In a January 19, 2012 Decision and Order on the Merits of Plaintiffs’ Complaint
(“Merits Decision”), this Court held Plaintiffs would be “irreparably harmed by Vermont
Yankee’s closure under preempted laws if Defendants enforced Act 160, or the preempted
provision in Act 74, or if Defendants conditioned approval of a petition for continued operation
on the existence of a below-market power purchase agreement with Vermont utilities.” Merits
Decision (Doc. 181) at 100. Accordingly, the Court, inter alia, permanently enjoined Defendants
“from enforcing Act 160 by bringing an enforcement action, or taking other action, to compel
Vermont Yankee to shut down after March 21, 2012 because it failed to obtain legislative
approval (under the provisions of Act 160) for a Certificate of Public Good for continued
On February 27, 2012, Entergy filed a Notice of Cross-Appeal to the United States
Court of Appeals for the Second Circuit (Doc. 189), appealing this Court’s final judgment.
On March 19, 2012, this Court issued a further injunction, pending the appeal of the
Court’s final judgment, prohibiting Defendants “from bringing an enforcement action, or taking
other action, to enforce [Vt. Stat.
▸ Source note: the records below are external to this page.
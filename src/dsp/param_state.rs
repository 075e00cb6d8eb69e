//! # Parameter State
//!
//! Two execution contexts touch the delay parameters:
//!
//! - the **control-rate** side (host automation, knob moves) writes them,
//! - the **audio-rate** side (the process loop) reads them.
//!
//! The audio side must never wait on the control side, so there is no
//! lock here. Each field lives in its own `AtomicU32` holding the `f32`
//! bit pattern. A store or load of one field is a single atomic
//! operation, which means the reader sees either the whole old value or
//! the whole new value, never half of each. Fields are independent: a
//! reader may see a new feedback value together with an old wet level,
//! which is harmless for a delay.
//!
//! The reader calls [`SharedParameters::snapshot`] once per frame (or
//! once per block) and works from that plain [`DelayParameters`] copy, so
//! every sample in the call sees the same values.

use std::sync::atomic::{AtomicU32, Ordering};

use nih_plug::nih_debug_assert_failure;

/// Longest delay the engine accepts, per channel.
pub const MAX_DELAY_MS: f32 = 2000.0;

/// Feedback is clamped strictly below 100%: at 100% the loop gain is 1.0
/// and the echoes never decay. Everything in `[0, 99.99]` is stored as
/// given.
pub const MAX_FEEDBACK_PCT: f32 = 99.99;

/// Bottom of the wet/dry level range. Treated as silence.
pub const MIN_LEVEL_DB: f32 = -60.0;
/// Top of the wet/dry level range.
pub const MAX_LEVEL_DB: f32 = 12.0;

/// Identifies one field of the parameter state.
#[derive(Debug, Clone, Copy, PartialEq, Eq)]
pub enum ParameterField {
    LeftDelayMs,
    RightDelayMs,
    FeedbackPct,
    WetLevelDb,
    DryLevelDb,
}

impl ParameterField {
    pub const ALL: [ParameterField; 5] = [
        ParameterField::LeftDelayMs,
        ParameterField::RightDelayMs,
        ParameterField::FeedbackPct,
        ParameterField::WetLevelDb,
        ParameterField::DryLevelDb,
    ];

    /// Inclusive valid range for this field.
    pub fn range(self) -> (f32, f32) {
        match self {
            ParameterField::LeftDelayMs | ParameterField::RightDelayMs => (0.0, MAX_DELAY_MS),
            ParameterField::FeedbackPct => (0.0, MAX_FEEDBACK_PCT),
            ParameterField::WetLevelDb | ParameterField::DryLevelDb => {
                (MIN_LEVEL_DB, MAX_LEVEL_DB)
            }
        }
    }

    /// Clamp `value` into this field's range. NaN has no meaningful
    /// position in the range and yields `None`.
    pub fn clamp(self, value: f32) -> Option<f32> {
        if value.is_nan() {
            return None;
        }
        let (min, max) = self.range();
        Some(value.clamp(min, max))
    }

    fn index(self) -> usize {
        self as usize
    }
}

/// A plain copy of the delay parameters.
///
/// This is what the audio thread works from during one call, and what the
/// control side hands to [`SharedParameters::set_all`].
#[derive(Debug, Clone, Copy, PartialEq)]
pub struct DelayParameters {
    pub left_delay_ms: f32,
    pub right_delay_ms: f32,
    pub feedback_pct: f32,
    pub wet_level_db: f32,
    pub dry_level_db: f32,
}

impl Default for DelayParameters {
    fn default() -> Self {
        Self {
            left_delay_ms: 250.0,
            right_delay_ms: 250.0,
            feedback_pct: 30.0,
            wet_level_db: -3.0,
            dry_level_db: -3.0,
        }
    }
}

impl DelayParameters {
    /// Read one field.
    pub fn get(&self, field: ParameterField) -> f32 {
        match field {
            ParameterField::LeftDelayMs => self.left_delay_ms,
            ParameterField::RightDelayMs => self.right_delay_ms,
            ParameterField::FeedbackPct => self.feedback_pct,
            ParameterField::WetLevelDb => self.wet_level_db,
            ParameterField::DryLevelDb => self.dry_level_db,
        }
    }

    /// Delay time of channel `channel` (0 = left, anything else = right).
    #[inline]
    pub fn delay_ms(&self, channel: usize) -> f32 {
        if channel == 0 {
            self.left_delay_ms
        } else {
            self.right_delay_ms
        }
    }
}

/// The lock-free store shared between the control-rate writer and the
/// audio-rate reader.
///
/// Wrap it in an `Arc` and hand one clone to each side.
pub struct SharedParameters {
    values: [AtomicU32; 5],
}

impl Default for SharedParameters {
    fn default() -> Self {
        Self::new(DelayParameters::default())
    }
}

impl SharedParameters {
    /// Create a store holding `initial`, clamped field by field.
    pub fn new(initial: DelayParameters) -> Self {
        let store = Self {
            values: std::array::from_fn(|_| AtomicU32::new(0.0f32.to_bits())),
        };
        let defaults = DelayParameters::default();
        for field in ParameterField::ALL {
            let value = field
                .clamp(initial.get(field))
                .unwrap_or_else(|| defaults.get(field));
            store.values[field.index()].store(value.to_bits(), Ordering::Relaxed);
        }
        store
    }

    /// Clamp `value` to the field's range and publish it.
    ///
    /// Returns the value that was stored. A NaN is rejected and the field
    /// keeps its previous value, which is returned instead.
    pub fn set(&self, field: ParameterField, value: f32) -> f32 {
        let Some(clamped) = field.clamp(value) else {
            nih_debug_assert_failure!("NaN written to delay parameter {:?}", field);
            return self.get(field);
        };
        self.values[field.index()].store(clamped.to_bits(), Ordering::Release);
        clamped
    }

    /// Publish every field of `params`.
    pub fn set_all(&self, params: &DelayParameters) {
        for field in ParameterField::ALL {
            self.set(field, params.get(field));
        }
    }

    /// Current value of one field.
    pub fn get(&self, field: ParameterField) -> f32 {
        f32::from_bits(self.values[field.index()].load(Ordering::Acquire))
    }

    /// Copy all fields for use during one audio call.
    #[inline]
    pub fn snapshot(&self) -> DelayParameters {
        DelayParameters {
            left_delay_ms: self.get(ParameterField::LeftDelayMs),
            right_delay_ms: self.get(ParameterField::RightDelayMs),
            feedback_pct: self.get(ParameterField::FeedbackPct),
            wet_level_db: self.get(ParameterField::WetLevelDb),
            dry_level_db: self.get(ParameterField::DryLevelDb),
        }
    }
}
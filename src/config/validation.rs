//! Configuration validation.
//!
//! Serde handles the syntactic side; this module checks semantics and
//! returns every violation at once, so a broken deployment config is fixed
//! in one round trip.

use std::fmt;
use std::net::SocketAddr;
use url::Url;

use crate::config::schema::AppConfig;

const LOG_LEVELS: &[&str] = &["trace", "debug", "info", "warn", "error"];

/// One semantic violation, keyed by the config path it was found at.
#[derive(Debug, Clone, PartialEq, Eq)]
pub struct ValidationError {
    pub field: String,
    pub message: String,
}

impl ValidationError {
    fn new(field: &str, message: impl Into<String>) -> Self {
        Self {
            field: field.to_string(),
            message: message.into(),
        }
    }
}

impl fmt::Display for ValidationError {
    fn fmt(&self, f: &mut fmt::Formatter<'_>) -> fmt::Result {
        write!(f, "{}: {}", self.field, self.message)
    }
}

/// Validate a parsed configuration. Returns all errors, not just the first.
pub fn validate_config(config: &AppConfig) -> Result<(), Vec<ValidationError>> {
    let mut errors = Vec::new();

    if config.server.bind_address.parse::<SocketAddr>().is_err() {
        errors.push(ValidationError::new(
            "server.bind_address",
            "not a valid socket address",
        ));
    }
    if config.server.request_timeout_secs == 0 {
        errors.push(ValidationError::new(
            "server.request_timeout_secs",
            "must be greater than zero",
        ));
    }
    if config.server.max_body_bytes == 0 {
        errors.push(ValidationError::new(
            "server.max_body_bytes",
            "must be greater than zero",
        ));
    }

    if !config.database.url.starts_with("postgres://")
        && !config.database.url.starts_with("postgresql://")
    {
        errors.push(ValidationError::new(
            "database.url",
            "must be a postgres:// URL",
        ));
    }
    if config.database.max_connections == 0 {
        errors.push(ValidationError::new(
            "database.max_connections",
            "must be greater than zero",
        ));
    }

    if config.stripe.secret_key.is_empty() {
        errors.push(ValidationError::new(
            "stripe.secret_key",
            "missing (set it in the file or via STRIPE_SECRET_KEY)",
        ));
    }
    if config.stripe.webhook_secret.is_empty() {
        errors.push(ValidationError::new(
            "stripe.webhook_secret",
            "missing (set it in the file or via STRIPE_WEBHOOK_SECRET)",
        ));
    }
    if Url::parse(&config.stripe.api_base_url).is_err() {
        errors.push(ValidationError::new(
            "stripe.api_base_url",
            "not a valid URL",
        ));
    }
    if Url::parse(&config.stripe.app_url).is_err() {
        errors.push(ValidationError::new("stripe.app_url", "not a valid URL"));
    }
    if config.stripe.timeout_secs == 0 {
        errors.push(ValidationError::new(
            "stripe.timeout_secs",
            "must be greater than zero",
        ));
    }
    for (field, value) in [
        ("stripe.monthly_price_id", &config.stripe.monthly_price_id),
        ("stripe.annual_price_id", &config.stripe.annual_price_id),
        ("stripe.boost_price_id", &config.stripe.boost_price_id),
    ] {
        if value.is_empty() {
            errors.push(ValidationError::new(field, "missing price id"));
        }
    }

    if config.admin.enabled
        && (config.admin.api_key.is_empty() || config.admin.api_key == "CHANGE_ME_IN_PRODUCTION")
    {
        errors.push(ValidationError::new(
            "admin.api_key",
            "admin API enabled without a real key",
        ));
    }

    if config.maintenance.sweep_enabled && config.maintenance.sweep_interval_secs == 0 {
        errors.push(ValidationError::new(
            "maintenance.sweep_interval_secs",
            "must be greater than zero when the sweep timer is enabled",
        ));
    }

    if !LOG_LEVELS.contains(&config.observability.log_level.as_str()) {
        errors.push(ValidationError::new(
            "observability.log_level",
            "expected one of trace, debug, info, warn, error",
        ));
    }
    if config.observability.metrics_enabled
        && config.observability.metrics_address.parse::<SocketAddr>().is_err()
    {
        errors.push(ValidationError::new(
            "observability.metrics_address",
            "not a valid socket address",
        ));
    }

    if errors.is_empty() {
        Ok(())
    } else {
        Err(errors)
    }
}
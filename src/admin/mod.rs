pub mod auth;
pub mod handlers;

use axum::{
    middleware,
    routing::{get, patch, post},
    Router,
};

use self::auth::admin_auth_middleware;
use self::handlers::*;
use crate::http::server::AppState;

pub fn admin_router(state: AppState) -> Router<AppState> {
    Router::new()
        .route("/admin/status", get(get_status))
        .route("/admin/analytics", get(get_analytics))
        .route("/admin/profiles/{id}/status", patch(set_profile_status))
        .route("/admin/tasks/expire-boosts", post(run_expire_boosts))
        .layer(middleware::from_fn_with_state(state, admin_auth_middleware))
}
Ann. tit. 10] subsection 6522(c)(2) to compel Vermont Yankee
to shut down because the ‘cumulative total amount of spent fuel stored at Vermont Yankee’
exceeds ‘the amount derived from the operation of the facility up to, but not beyond, March 21,
2012.’” (Doc. 209 at 5.) The Court declined to consider Entergy’s request for an injunction
pending appeal barring the enforcement of Vermont Statutes Annotated, title 10, subsection
6522(c)(5) -- which Entergy was concerned would be construed to override Vermont Statutes
Annotated, title 3, section 814(b) -- given the Vermont Attorney General’s representation that
“Entergy may continue to operate under the terms of its current CPGs while its CPG petition
remains pending at the [Public Service] Board.” See Doc. 209 at 4-5; Doc. 202 at 11.
On December 4, 2012, New England Coalition filed a complaint in the Vermont
Supreme Court, see Doc. 214-4, invoking section 15 of title 30 of the Vermont Statutes, which
provides “[a] party to an order or decree of the public service board . . . may complain to the
supreme court for relief against any disobedience of or noncompliance with such order or
decree.” Vt. Stat. Ann. tit. 30, § 15. In its state court complaint, NEC alleges Entergy is in
noncompliance with the terms and conditions of the 2002 Public Service Board Order approving
the sale of Vermont Yankee; specifically, a condition stating “[a]bsent issuance of a new [CPG]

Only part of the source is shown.